From Ya Ke, Born in the Common Era. Beijing, SE 46.

* * *

In the huge hall, the beating heart of the country, fifty-four children shared the experience of this powerful unfamiliarity, as if an invisible razor had dropped, severing the past from the future, and they were staring into a strange new world. Through the wide window they could see the newly risen Rose Nebula, which projected its blue radiance on the floor like an enormous cosmic eye staring into this inexplicable world.

For an entire week high-energy rays had traversed every part of the solar system, and high-energy particles battered the Earth like a rainstorm pouring down on land and sea, tearing through human bodies at unimaginably high velocity, penetrating every cell. And the tiny chromosomes in each of those cells were buffeted like fragile crystalline threads by those high-energy particles, which unraveled the DNA double helix and sent nucleotides spinning away. Damaged genes continued to operate, but the precise chain that had evolved through hundreds of millions of years of copying life had been snapped, and the mutated genes now spread death. Earth revolved humanity through a deadly shower, winding up the death clock in billions of bodies that now ticked slowly away….

Everyone above the age of thirteen would die, and Earth would become a children’s world.

* * *

The fifty-four children were different from the rest.
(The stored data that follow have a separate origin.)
#[async_trait]
impl Store for SqliteStore {
    async fn insert_metric_samples(&self, batch: &[MetricSample]) -> Result<()> {
        if batch.is_empty() {
            return Ok(());
        }
        let batch = batch.to_vec();
        self.with_conn("insert stats", move |conn| {
            let tx = conn.transaction()?;
            {
                let mut stmt = tx.prepare_cached(&format!(
                    "INSERT INTO container_stats ({STATS_COLUMNS}) \
                     VALUES (?1, ?2, ?3, ?4, ?5, ?6, ?7, ?8, ?9, ?10, ?11, ?12, ?13, ?14)"
                ))?;
                let now = Utc::now();
                for s in &batch {
                    stmt.execute(params![
                        s.workload_id,
                        s.workload_name,
                        s.cpu_percent,
                        int(s.mem_usage_bytes),
                        int(s.mem_limit_bytes),
                        s.mem_percent,
                        int(s.net_rx_bytes),
                        int(s.net_tx_bytes),
                        int(s.block_read_bytes),
                        int(s.block_write_bytes),
                        int(s.process_count),
                        s.raw_snapshot,
                        nanos(s.collected_at),
                        nanos(s.ingested_at.unwrap_or(now)),
                    ])?;
                }
            }
            tx.commit()
        })
        .await
    }

    async fn insert_log_records(&self, batch: &[LogRecord]) -> Result<()> {
        if batch.is_empty() {
            return Ok(());
        }
        let batch = batch.to_vec();
        self.with_conn("insert logs", move |conn| {
            let tx = conn.transaction()?;
            {
                let mut stmt = tx.prepare_cached(&format!(
                    "INSERT INTO container_logs ({LOG_COLUMNS}) \
                     VALUES (?1, ?2, ?3, ?4, ?5, ?6, ?7, ?8)"
                ))?;
                let now = Utc::now();
                for r in &batch {
                    stmt.execute(params![
                        r.workload_id,
                        r.workload_name,
                        r.source.as_str(),
                        r.level.map(|l| l.as_str()).unwrap_or(""),
                        r.message,
                        r.raw_line,
                        nanos(r.timestamp),
                        nanos(r.ingested_at.unwrap_or(now)),
                    ])?;
                }
            }
            tx.commit()
        })
        .await
    }

    async fn delete_before(
        &self,
        entity: Entity,
        cutoff: DateTime<Utc>,
        max_rows: usize,
    ) -> Result<u64> {
        let (table, column) = table(entity);
        let limit = normalize_delete_limit(max_rows) as i64;
        let sql = format!(
            "DELETE FROM {table} WHERE id IN \
             (SELECT id FROM {table} WHERE {column} < ?1 ORDER BY id LIMIT ?2)"
        );
        self.with_conn("delete before", move |conn| {
            conn.execute(&sql, params![nanos(cutoff), limit])
                .map(|n| n as u64)
        })
        .await
    }

    async fn delete_unimportant_in_range(
        &self,
        predicate: &ImportancePredicate,
        from: DateTime<Utc>,
        to: DateTime<Utc>,
        max_rows: usize,
    ) -> Result<u64> {
        let (table, column) = table(predicate.entity());
        let mut filter = Filter::default();
        filter.push(
            format!("{column} >= ? AND {column} < ?"),
            [Value::Integer(nanos(from)), Value::Integer(nanos(to))],
        );

        match predicate {
            ImportancePredicate::Stats { cpu_high, mem_high } => {
                if *cpu_high > 0.0 {
                    filter.push("cpu_percent < ?", [Value::Real(*cpu_high)]);
                }
                if *mem_high > 0.0 {
                    filter.push("mem_percent < ?", [Value::Real(*mem_high)]);
                }
            }
            ImportancePredicate::Logs {
                keep_levels,
                keep_sources,
            } => {
                if !keep_levels.is_empty() {
                    filter.push(
                        format!("level NOT IN ({})", placeholders(keep_levels.len())),
                        keep_levels.iter().map(|l| Value::Text(l.as_str().into())),
                    );
                }
                if !keep_sources.is_empty() {
                    filter.push(
                        format!("source NOT IN ({})", placeholders(keep_sources.len())),
                        keep_sources.iter().map(|s| Value::Text(s.as_str().into())),
                    );
                }
            }
        }

        let mut params = filter.params.clone();
        params.push(Value::Integer(normalize_delete_limit(max_rows) as i64));
        let sql = format!(
            "DELETE FROM {table} WHERE id IN \
             (SELECT id FROM {table} WHERE {} ORDER BY id LIMIT ?)",
            filter.sql()
        );
        self.with_conn("delete range", move |conn| {
            conn.execute(&sql, params_from_iter(params))
                .map(|n| n as u64)
        })
        .await
    }

    async fn query_metric_samples(&self, query: &StatsQuery) -> Result<Vec<MetricSample>> {
        let mut filter = Filter::default();
        if let Some(id) = &query.workload_id {
            filter.push("workload_id = ?", [Value::Text(id.clone())]);
        }
        if let Some(name) = &query.workload_name {
            filter.push("workload_name = ?", [Value::Text(name.clone())]);
        }
        if let Some(from) = query.from {
            filter.push("collected_at >= ?", [Value::Integer(nanos(from))]);
        }
        if let Some(to) = query.to {
            filter.push("collected_at <= ?", [Value::Integer(nanos(to))]);
        }
        let order = if query.desc { "DESC" } else { "ASC" };
        let mut params = filter.params.clone();
        params.push(Value::Integer(normalize_query_limit(query.limit) as i64));
        let sql = format!(
            "SELECT {STATS_COLUMNS} FROM container_stats WHERE {} \
             ORDER BY collected_at {order}, id {order} LIMIT ?",
            filter.sql()
        );

        self.with_conn("query stats", move |conn| {
            let mut stmt = conn.prepare(&sql)?;
            let rows = stmt.query_map(params_from_iter(params), sample_from_row)?;
            rows.collect()
        })
        .await
    }

    async fn query_log_records(&self, query: &LogQuery) -> Result<Vec<LogRecord>> {
        let mut filter = Filter::default();
        if let Some(id) = &query.workload_id {
            filter.push("workload_id = ?", [Value::Text(id.clone())]);
        }
        if let Some(name) = &query.workload_name {
            filter.push("workload_name = ?", [Value::Text(name.clone())]);
        }
        if let Some(level) = query.level {
            filter.push("level = ?", [Value::Text(level.as_str().into())]);
        }
        if let Some(source) = query.source {
            filter.push("source = ?", [Value::Text(source.as_str().into())]);
        }
        if let Some(needle) = &query.contains {
            filter.push("instr(message, ?) > 0", [Value::Text(needle.clone())]);
        }
        if let Some(from) = query.from {
            filter.push("timestamp >= ?", [Value::Integer(nanos(from))]);
        }
        if let Some(to) = query.to {
            filter.push("timestamp <= ?", [Value::Integer(nanos(to))]);
        }
        let order = if query.desc { "DESC" } else { "ASC" };
        let mut params = filter.params.clone();
        params.push(Value::Integer(normalize_query_limit(query.limit) as i64));
        let sql = format!(
            "SELECT {LOG_COLUMNS} FROM container_logs WHERE {} \
             ORDER BY timestamp {order}, id {order} LIMIT ?",
            filter.sql()
        );

        self.with_conn("query logs", move |conn| {
            let mut stmt = conn.prepare(&sql)?;
            let rows = stmt.query_map(params_from_iter(params), record_from_row)?;
            rows.collect()
        })
        .await
    }

    async fn count(&self, entity: Entity) -> Result<u64> {
        let (table, _) = table(entity);
        let sql = format!("SELECT COUNT(*) FROM {table}");
        self.with_conn("count", move |conn| {
            conn.query_row(&sql, [], |row| row.get::<_, i64>(0))
                .map(uint)
        })
        .await
    }
}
A second piece of information would take the world that had just been made unfamiliar and shatter it into pieces, leaving them hanging in a bewildered void.
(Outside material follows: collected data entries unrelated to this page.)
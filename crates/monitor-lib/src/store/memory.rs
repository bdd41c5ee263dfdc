//! In-memory store

use super::{
    normalize_delete_limit, normalize_query_limit, ImportancePredicate, LogQuery, StatsQuery,
    Store,
};
use crate::error::{MonitorError, Result};
use crate::models::{Entity, LogRecord, MetricSample};
use async_trait::async_trait;
use chrono::{DateTime, Utc};
use std::sync::Mutex;

/// Rows keyed by an increasing insertion id, so bounded deletes remove the
/// oldest-inserted rows first like the SQL backend does.
#[derive(Debug)]
struct Table<T> {
    next_id: u64,
    rows: Vec<(u64, T)>,
}

impl<T> Default for Table<T> {
    fn default() -> Self {
        Self {
            next_id: 1,
            rows: Vec::new(),
        }
    }
}

impl<T: Clone> Table<T> {
    fn insert_all(&mut self, batch: &[T]) {
        for row in batch {
            self.rows.push((self.next_id, row.clone()));
            self.next_id += 1;
        }
    }

    /// Remove at most `max_rows` matching rows in id order
    fn delete_where(&mut self, max_rows: usize, mut pred: impl FnMut(&T) -> bool) -> u64 {
        let mut removed = 0usize;
        self.rows.retain(|(_, row)| {
            if removed < max_rows && pred(row) {
                removed += 1;
                false
            } else {
                true
            }
        });
        removed as u64
    }
}

/// Thread-safe store keeping every row in memory
#[derive(Debug, Default)]
pub struct MemoryStore {
    stats: Mutex<Table<MetricSample>>,
    logs: Mutex<Table<LogRecord>>,
}

impl MemoryStore {
    pub fn new() -> Self {
        Self::default()
    }

    fn stats(&self) -> Result<std::sync::MutexGuard<'_, Table<MetricSample>>> {
        self.stats
            .lock()
            .map_err(|_| MonitorError::storage("lock", "stats table poisoned"))
    }

    fn logs(&self) -> Result<std::sync::MutexGuard<'_, Table<LogRecord>>> {
        self.logs
            .lock()
            .map_err(|_| MonitorError::storage("lock", "logs table poisoned"))
    }
}

#[async_trait]
impl Store for MemoryStore {
    async fn insert_metric_samples(&self, batch: &[MetricSample]) -> Result<()> {
        if !batch.is_empty() {
            self.stats()?.insert_all(batch);
        }
        Ok(())
    }

    async fn insert_log_records(&self, batch: &[LogRecord]) -> Result<()> {
        if !batch.is_empty() {
            self.logs()?.insert_all(batch);
        }
        Ok(())
    }

    async fn delete_before(
        &self,
        entity: Entity,
        cutoff: DateTime<Utc>,
        max_rows: usize,
    ) -> Result<u64> {
        let max_rows = normalize_delete_limit(max_rows);
        let deleted = match entity {
            Entity::Stats => self
                .stats()?
                .delete_where(max_rows, |s| s.collected_at < cutoff),
            Entity::Logs => self.logs()?.delete_where(max_rows, |r| r.timestamp < cutoff),
        };
        Ok(deleted)
    }

    async fn delete_unimportant_in_range(
        &self,
        predicate: &ImportancePredicate,
        from: DateTime<Utc>,
        to: DateTime<Utc>,
        max_rows: usize,
    ) -> Result<u64> {
        let max_rows = normalize_delete_limit(max_rows);
        let deleted = match predicate.entity() {
            Entity::Stats => self.stats()?.delete_where(max_rows, |s| {
                s.collected_at >= from && s.collected_at < to && !predicate.keeps_sample(s)
            }),
            Entity::Logs => self.logs()?.delete_where(max_rows, |r| {
                r.timestamp >= from && r.timestamp < to && !predicate.keeps_record(r)
            }),
        };
        Ok(deleted)
    }

    async fn query_metric_samples(&self, query: &StatsQuery) -> Result<Vec<MetricSample>> {
        let mut rows: Vec<MetricSample> = self
            .stats()?
            .rows
            .iter()
            .filter(|(_, s)| query.matches(s))
            .map(|(_, s)| s.clone())
            .collect();
        rows.sort_by_key(|s| s.collected_at);
        if query.desc {
            rows.reverse();
        }
        rows.truncate(normalize_query_limit(query.limit));
        Ok(rows)
    }

    async fn query_log_records(&self, query: &LogQuery) -> Result<Vec<LogRecord>> {
        let mut rows: Vec<LogRecord> = self
            .logs()?
            .rows
            .iter()
            .filter(|(_, r)| query.matches(r))
            .map(|(_, r)| r.clone())
            .collect();
        rows.sort_by_key(|r| r.timestamp);
        if query.desc {
            rows.reverse();
        }
        rows.truncate(normalize_query_limit(query.limit));
        Ok(rows)
    }

    async fn count(&self, entity: Entity) -> Result<u64> {
        let count = match entity {
            Entity::Stats => self.stats()?.rows.len(),
            Entity::Logs => self.logs()?.rows.len(),
        };
        Ok(count as u64)
    }
}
Zheng Chen came round first. “These children, Premier, if I’m not mistaken…”

The premier nodded, and said calmly, “You’re not mistaken.”

“That’s impossible,” she cried out in alarm.

The state leaders looked at her in silence.

“They’re just kids. How can they…”

“What do you think we ought to do, young lady?” the premier asked.

“…You at least ought to have held a nationwide search for candidates.”

“Do you really think that’s possible? How would we select them? Kids aren’t adults. They don’t belong to a hierarchical national social structure, so in such a short time frame it’s frankly impossible to choose the most talented and best suited from among four hundred million children to take on this responsibility. Ten months is just an estimate; we might actually have far less time than that. The adult world could become inoperative at any moment. This is humanity’s darkest hour. We must not leave our country headless at a time like this. Did we have any other choice? Like every other country in the world, we adopted exceptional methods to make the selection.”

“My god….” She was close to fainting.

The president came up to her and said, “Your students may not agree with you. You only know them in ordinary times, but not in extreme situations. In times of crisis, people, children included, can become superhuman.”

The president turned to address the children, who had not yet entirely grasped the situation. “Yes, children. You’re going to lead this country.”